Benefits of using Maths Class 10 Solved Papers
Using our Maths solutions regularly students will be able to improve their logical thinking and problem-solving speed. These Class 10 solutions are a guide for self-study and homework assistance. Along with the chapter-wise solutions, you should also refer to our Revision Notes and Sample Papers for Chapter 03 Algebra to get a complete preparation experience.
FAQs
The complete and updated Samacheer Kalvi Class 10 Maths Solutions Chapter 3 Algebra Exercise 3.2 is available for free on StudiesToday.com. These solutions for Class 10 Maths are as per latest TN Board curriculum.
Yes, our experts have revised the Samacheer Kalvi Class 10 Maths Solutions Chapter 3 Algebra Exercise 3.2 as per 2026 exam pattern. All textbook exercises have been solved and have added explanation about how the Maths concepts are applied in case-study and assertion-reasoning questions.
Toppers recommend using TN Board language because TN Board marking schemes are strictly based on textbook definitions.

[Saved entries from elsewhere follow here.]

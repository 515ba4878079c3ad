//! Learn command - normalize a Hubble export into a flow collection

use std::collections::BTreeSet;
use std::path::PathBuf;

use clap::Args;
use netsynth_common::FlowRecord;
use tracing::info;

use crate::config::NetsynthConfig;
use crate::Result;

#[derive(Args, Debug)]
pub struct LearnArgs {
    /// Hubble export to read, batched JSON or NDJSON (default: configured flows file)
    #[arg(short, long)]
    pub input: Option<PathBuf>,

    /// Where to write the normalized collection (default: configured flows file)
    #[arg(short, long)]
    pub output: Option<PathBuf>,
}

/// Counts reported after a learn run
#[derive(Debug, Clone, Copy, Default, PartialEq, Eq)]
pub struct LearnSummary {
    pub flows: usize,
    pub addressable: usize,
    pub destinations: usize,
}

impl LearnSummary {
    pub fn from_records(records: &[FlowRecord]) -> Self {
        let addressable: Vec<&FlowRecord> = records
            .iter()
            .filter(|r| r.destination.is_addressable())
            .collect();
        let destinations: BTreeSet<(String, String)> = addressable
            .iter()
            .map(|r| {
                (
                    r.destination.namespace.clone(),
                    r.destination.labels.canonical(),
                )
            })
            .collect();

        Self {
            flows: records.len(),
            addressable: addressable.len(),
            destinations: destinations.len(),
        }
    }
}

pub fn run(args: LearnArgs, config: &NetsynthConfig) -> Result<()> {
    let input = args.input.unwrap_or_else(|| config.flows_file());
    let output = args.output.unwrap_or_else(|| config.flows_file());

    println!("Reading flows from {}...", input.display());
    let records = netsynth_hubble::read_flow_records(&input)?;
    let summary = LearnSummary::from_records(&records);

    netsynth_hubble::write_flow_records(&records, &output)?;
    info!(
        flows = summary.flows,
        addressable = summary.addressable,
        destinations = summary.destinations,
        "learned flows"
    );

    println!(
        "Loaded {} flows ({} with an addressable destination, {} distinct destinations)",
        summary.flows, summary.addressable, summary.destinations
    );
    println!("Flows saved to {}", output.display());
    Ok(())
}
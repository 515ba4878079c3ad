//! Kubernetes namespace name checks

use crate::{Error, Result};

const MAX_NAMESPACE_LEN: usize = 63;

fn is_alnum(c: char) -> bool {
    c.is_ascii_lowercase() || c.is_ascii_digit()
}

/// Check that `namespace` is a valid Kubernetes namespace name.
///
/// An empty string is accepted and means "no namespace".
pub fn validate_namespace(namespace: &str) -> Result<()> {
    if namespace.is_empty() {
        return Ok(());
    }
    if namespace.len() > MAX_NAMESPACE_LEN {
        return Err(Error::validation_for_field(
            "namespace",
            format!("namespace '{namespace}' exceeds {MAX_NAMESPACE_LEN} characters"),
        ));
    }
    if !namespace.chars().all(|c| is_alnum(c) || c == '-') {
        return Err(Error::validation_for_field(
            "namespace",
            format!(
                "namespace '{namespace}' must contain only lowercase alphanumeric characters or '-'"
            ),
        ));
    }
    if !namespace.starts_with(is_alnum) || !namespace.ends_with(is_alnum) {
        return Err(Error::validation_for_field(
            "namespace",
            format!("namespace '{namespace}' must start and end with an alphanumeric character"),
        ));
    }
    Ok(())
}
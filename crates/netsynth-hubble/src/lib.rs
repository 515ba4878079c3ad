//! Hubble flow export reader
//!
//! Reads `hubble observe -o json` output or a batched collection and
//! normalizes each flow into a [`netsynth_common::FlowRecord`].

pub mod error;
pub mod parser;
pub mod reader;
pub mod types;

pub use error::{HubbleError, Result};
pub use parser::{normalize_flow, normalize_flows, to_hubble_flow};
pub use reader::{parse_export, read_flows_file, write_flows_file};
pub use types::{FlowCollection, HubbleEndpoint, HubbleFlow, Layer4, PortPair, COLLECTION_SCHEMA};

use std::path::Path;

use netsynth_common::FlowRecord;

/// Read an export file and normalize every flow in it
pub fn read_flow_records(path: &Path) -> Result<Vec<FlowRecord>> {
    let collection = read_flows_file(path)?;
    Ok(normalize_flows(&collection.flows))
}

/// Write flow records as a normalized batched collection
pub fn write_flow_records(records: &[FlowRecord], path: &Path) -> Result<()> {
    let collection = FlowCollection::new(records.iter().map(to_hubble_flow).collect());
    write_flows_file(&collection, path)
}

#[cfg(test)]
mod tests {
    use super::*;
    use netsynth_common::{FlowEndpoint, LabelSet, Protocol};

    #[test]
    fn story_records_round_trip_through_collection_file() {
        let dir = tempfile::tempdir().unwrap();
        let path = dir.path().join("flows.json");
        let records = vec![FlowRecord::new(
            FlowEndpoint::new(LabelSet::parse(["app=frontend"]), "default"),
            FlowEndpoint::new(LabelSet::parse(["app=catalog"]), "default"),
            8080,
            Protocol::Tcp,
        )];

        write_flow_records(&records, &path).unwrap();
        let text = std::fs::read_to_string(&path).unwrap();
        assert!(text.contains(COLLECTION_SCHEMA));
        assert_eq!(read_flow_records(&path).unwrap(), records);
    }
}
//! Formatting utilities for table output

use clap::ValueEnum;

/// Output format
#[derive(Clone, Copy, Debug, Default, PartialEq, Eq, ValueEnum)]
pub enum OutputFormat {
    /// Columnar table (default)
    #[default]
    Table,
    /// JSON
    Json,
}

/// Render rows as a column-aligned table with headers.
pub fn render_table(headers: &[&str], rows: &[Vec<String>]) -> String {
    let num_cols = headers.len();
    let mut widths: Vec<usize> = headers.iter().map(|h| h.len()).collect();
    for row in rows {
        for (i, cell) in row.iter().enumerate().take(num_cols) {
            widths[i] = widths[i].max(cell.len());
        }
    }

    let mut lines = Vec::with_capacity(rows.len() + 1);
    lines.push(align(headers.iter().copied(), &widths));
    for row in rows {
        lines.push(align(row.iter().map(String::as_str), &widths));
    }
    lines.join("\n")
}

fn align<'a>(cells: impl Iterator<Item = &'a str>, widths: &[usize]) -> String {
    let line: Vec<String> = cells
        .enumerate()
        .map(|(i, cell)| {
            let w = widths.get(i).copied().unwrap_or(0);
            format!("{:<width$}", cell, width = w)
        })
        .collect();
    line.join("  ").trim_end().to_string()
}
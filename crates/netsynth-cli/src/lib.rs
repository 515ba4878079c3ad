//! netsynth CLI library

pub mod commands;
pub mod config;
pub mod error;

pub use error::{Error, Result};

use std::path::PathBuf;

use clap::{Parser, Subcommand};

/// netsynth - least-privilege network policies from observed traffic
#[derive(Parser, Debug)]
#[command(name = "netsynth")]
#[command(version, about, long_about = None)]
pub struct Cli {
    /// Config file (default: $NETSYNTH_CONFIG or ~/.netsynth/config.json)
    #[arg(long, global = true)]
    pub config: Option<PathBuf>,

    #[command(subcommand)]
    pub command: Commands,
}

#[derive(Subcommand, Debug)]
pub enum Commands {
    /// Read a Hubble export and save it as a normalized flow collection
    Learn(commands::learn::LearnArgs),
    /// Synthesize CiliumNetworkPolicy YAML from a flow collection
    Propose(commands::propose::ProposeArgs),
    /// Check a policy file for structural problems
    Verify(commands::verify::VerifyArgs),
}

impl Cli {
    /// Run the CLI command
    pub fn run(self) -> Result<()> {
        let config = config::load_config(self.config.as_deref())?;
        match self.command {
            Commands::Learn(args) => commands::learn::run(args, &config),
            Commands::Propose(args) => commands::propose::run(args, &config),
            Commands::Verify(args) => commands::verify::run(args, &config),
        }
    }
}
//! Rule derivation for a single authorization unit
//!
//! Every distinct source label set observed flowing into a unit yields one
//! permission rule carrying exactly the `(port, protocol)` pairs it used.

use std::collections::{BTreeMap, BTreeSet};

use netsynth_common::policy::{
    CiliumIngressRule, CiliumNetworkPolicy, CiliumNetworkPolicySpec, CiliumPort, CiliumPortRule,
    EndpointSelector, PolicyMetadata,
};
use netsynth_common::{LabelSet, Protocol};

use crate::grouping::AuthorizationUnit;

/// Label keys consulted, in order, when naming a policy
pub const PREFERRED_NAME_KEYS: [&str; 4] = ["app", "k8s:app", "name", "component"];

/// Name used when a unit has no labels at all
pub const DEFAULT_POLICY_NAME: &str = "default-policy";

const POLICY_NAME_SUFFIX: &str = "-policy";

/// A destination port and its transport protocol
#[derive(Clone, Copy, Debug, PartialEq, Eq, PartialOrd, Ord, Hash)]
pub struct PortProtocol {
    /// Destination port
    pub port: u16,
    /// Transport protocol
    pub protocol: Protocol,
}

impl PortProtocol {
    /// Create a port/protocol pair
    pub fn new(port: u16, protocol: Protocol) -> Self {
        Self { port, protocol }
    }
}

/// Permission for one source identity to reach a unit on a set of ports
#[derive(Clone, Debug, PartialEq, Eq)]
pub struct PermissionRule {
    /// Labels selecting the permitted source
    pub source_selector: LabelSet,
    /// Observed ports, ordered by port then protocol
    pub ports: BTreeSet<PortProtocol>,
}

/// The synthesized least-privilege policy for one authorization unit
#[derive(Clone, Debug, PartialEq, Eq)]
pub struct PolicyObject {
    /// Policy name
    pub name: String,
    /// Namespace the policy lives in
    pub namespace: String,
    /// Labels selecting the protected endpoints
    pub selector: LabelSet,
    /// Rules, ordered by canonical source labels
    pub rules: Vec<PermissionRule>,
}

/// Derive a policy name from destination labels.
///
/// Uses the first present key from [`PREFERRED_NAME_KEYS`], then the value of
/// the first label in key order, then [`DEFAULT_POLICY_NAME`].
pub fn policy_name(labels: &LabelSet) -> String {
    PREFERRED_NAME_KEYS
        .iter()
        .find_map(|key| labels.get(key))
        .or_else(|| labels.iter().next().map(|(_, value)| value))
        .map(|value| format!("{value}{POLICY_NAME_SUFFIX}"))
        .unwrap_or_else(|| DEFAULT_POLICY_NAME.to_string())
}

/// Derive one permission rule per distinct source label set.
///
/// Flows from unlabeled sources or without a destination port contribute
/// nothing. Rules come back sorted by canonical source labels; sources are
/// told apart by their label pairs, not by the canonical string.
pub fn derive_rules(unit: &AuthorizationUnit<'_>) -> Vec<PermissionRule> {
    let mut by_source: BTreeMap<(String, LabelSet), PermissionRule> = BTreeMap::new();

    for flow in &unit.flows {
        if flow.source.labels.is_empty() || flow.port == 0 {
            continue;
        }

        by_source
            .entry((flow.source.labels.canonical(), flow.source.labels.clone()))
            .or_insert_with(|| PermissionRule {
                source_selector: flow.source.labels.clone(),
                ports: BTreeSet::new(),
            })
            .ports
            .insert(PortProtocol::new(flow.port, flow.protocol));
    }

    by_source.into_values().collect()
}

/// Synthesize the policy for a unit, or `None` if no rule could be formed
pub fn synthesize_unit(unit: &AuthorizationUnit<'_>) -> Option<PolicyObject> {
    let rules = derive_rules(unit);
    if rules.is_empty() {
        return None;
    }

    Some(PolicyObject {
        name: policy_name(&unit.selector),
        namespace: unit.namespace.clone(),
        selector: unit.selector.clone(),
        rules,
    })
}

impl PermissionRule {
    /// Render as a Cilium ingress rule.
    ///
    /// Ports are split into one port rule per protocol (TCP before UDP), each
    /// listing its ports in ascending order.
    pub fn to_ingress_rule(&self) -> CiliumIngressRule {
        let mut by_protocol: BTreeMap<Protocol, Vec<CiliumPort>> = BTreeMap::new();
        for pp in &self.ports {
            by_protocol.entry(pp.protocol).or_default().push(CiliumPort {
                port: pp.port.to_string(),
                protocol: pp.protocol.to_string(),
            });
        }

        CiliumIngressRule {
            from_endpoints: vec![EndpointSelector::from_labels(self.source_selector.clone())],
            to_ports: by_protocol
                .into_values()
                .map(|ports| CiliumPortRule { ports })
                .collect(),
        }
    }
}

impl PolicyObject {
    /// Render as a CiliumNetworkPolicy resource
    pub fn to_cilium(&self) -> CiliumNetworkPolicy {
        CiliumNetworkPolicy::new(
            PolicyMetadata::new(&self.name, &self.namespace),
            CiliumNetworkPolicySpec {
                endpoint_selector: EndpointSelector::from_labels(self.selector.clone()),
                ingress: self.rules.iter().map(PermissionRule::to_ingress_rule).collect(),
                egress: vec![],
            },
        )
    }
}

Our Samacheer Kalvi Class 10 Maths Solutions Chapter 3 Algebra Exercise 3.2 will help students to get full marks in the theory paper.
Yes, we provide bilingual support for Class 10 Maths. You can access Samacheer Kalvi Class 10 Maths Solutions Chapter 3 Algebra Exercise 3.2 in both English and Hindi medium.
Yes, you can download the entire Samacheer Kalvi Class 10 Maths Solutions Chapter 3 Algebra Exercise 3.2 in printable PDF format for offline study on any device.